Ein Grund, warum Hilfe für Flüchtlinge in Seenot oft zu spät kommt, sind verschiedene Zuständigkeiten auf See. Die in Seenot Geratenen müssten wissen, in welchem Hoheitsgebiet sie sich befinden und die Nummer der jeweiligen Küstenwache des Landes parat haben. „Die europäischen Behörden haben es nicht geschafft, eine zentrale Notrufnummer für das Mittelmeer zu etablieren“, ärgert sich Lisbeth Kovačič. An diesem Punkt will das Alarmphone jetzt einhaken: „Man ruft dann eben nur bei dieser einen Nummer an und wir versuchen herauszufinden, wo befindet sich das Schiff das in Seenot ist und wer ist dafür zuständig und versuchen die zu alarmieren.“

Das Alarmphone funktioniert nach einem Callcenter-System: Es gibt eine Nummer, die angerufen wird und der Anruf wird an das jeweils diensthabende Team weitergeleitet. Teams gibt es in mehreren Ländern Europas, sie sind meistens mehrsprachig. Manchmal machen sogar Menschen Dienst, die selber als Bootsflüchtlinge nach Europa gekommen sind.
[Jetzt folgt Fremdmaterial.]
pub mod aggregate;
pub mod breakpoints;
pub mod config;
pub mod core_api;
pub mod equipment;
pub mod experience;
pub mod export;
pub mod game_data;
pub mod model;
pub mod properties;
pub mod recompute;
pub mod savegame;
pub mod stats;
pub mod translation;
Flüchtlinge auf einem Boot vor Lampedusa

Flüchtlinge auf einem Boot vor Lampedusa

Lisbeth und Lisa sind Teil der Watch-the-Med-Gruppe in Wien und übernehmen hier Hotline-Dienste. „Wobei man dazu sagen muss, dass wir das nicht als Service für die Küstenwachen etabliert haben“, sagt Lisa Bolyos. „Vielmehr wollen wir sagen: Hier fehlt es total an Infrastruktur. Natürlich wäre es möglich, wenn Leute die maltesische Küstenwache anrufen und eigentlich die spanische zuständig ist, dass die maltesische Küstenwache das weitergibt. Das wird eben bis jetzt nicht gemacht.“

Retten statt Tote zählen

Den Aktivistinnen von Watch The Med geht es mit dem Alarmphone darum, einzuschreiten, bevor jemand stirbt, und nicht wieder Tote zu zählen und zu betrauern. Die Nummer soll jetzt an potenzielle Flüchtlinge in Nordafrika und in der Türkei verteilt werden. Ab dem Wochenende ist die Hotline dann rund um die Uhr besetzt.

Ob die Telefonnummer wirklich ihren Weg zu Flüchtlingen finden wird, und die in der Not dann daran denken, sie zu benutzen, wird sich zeigen. Die Initiative soll die EU wieder einmal daran erinnern, was an ihren Außengrenzen passiert. „Es geht darum, sichere Seewege zu schaffen für Leute, die auf der Flucht sind oder migrieren“, sagt Lisa Bolyos. „Wie verstehen unser Projekt – obwohl es in erster Linie eine Rettungsinitiative ist – auch als ein politisches Statement: ‚So kann’s nicht weitergehen‘. Es wäre so einfach, das Mittelmeer zu einem Ort der sicheren Überfahrt zu machen und das muss einfach schnell passieren.“

Bei den Trauerfeiern auf Lampedusa am 3. Oktober gab es wieder viele schöne Worte. Aber zum Beispiel wird die Aktion „Mare Nostrum“ der Italienischen Regierung, bei der die Italienische Marine 140.000 schiffbrüchige Flüchtlinge gerettet hat, mangels Beteiligung der EU wahrscheinlich eingestellt (die Mission kostet zwischen 6 und 9 Mio. Euro im Monat). Oder sie wird durch eine EU-Mission ersetzt werden, die von Frontex selbst durchgeführt wird, deren vorrangiges Ziel die Rückführung der Flüchtlinge ist.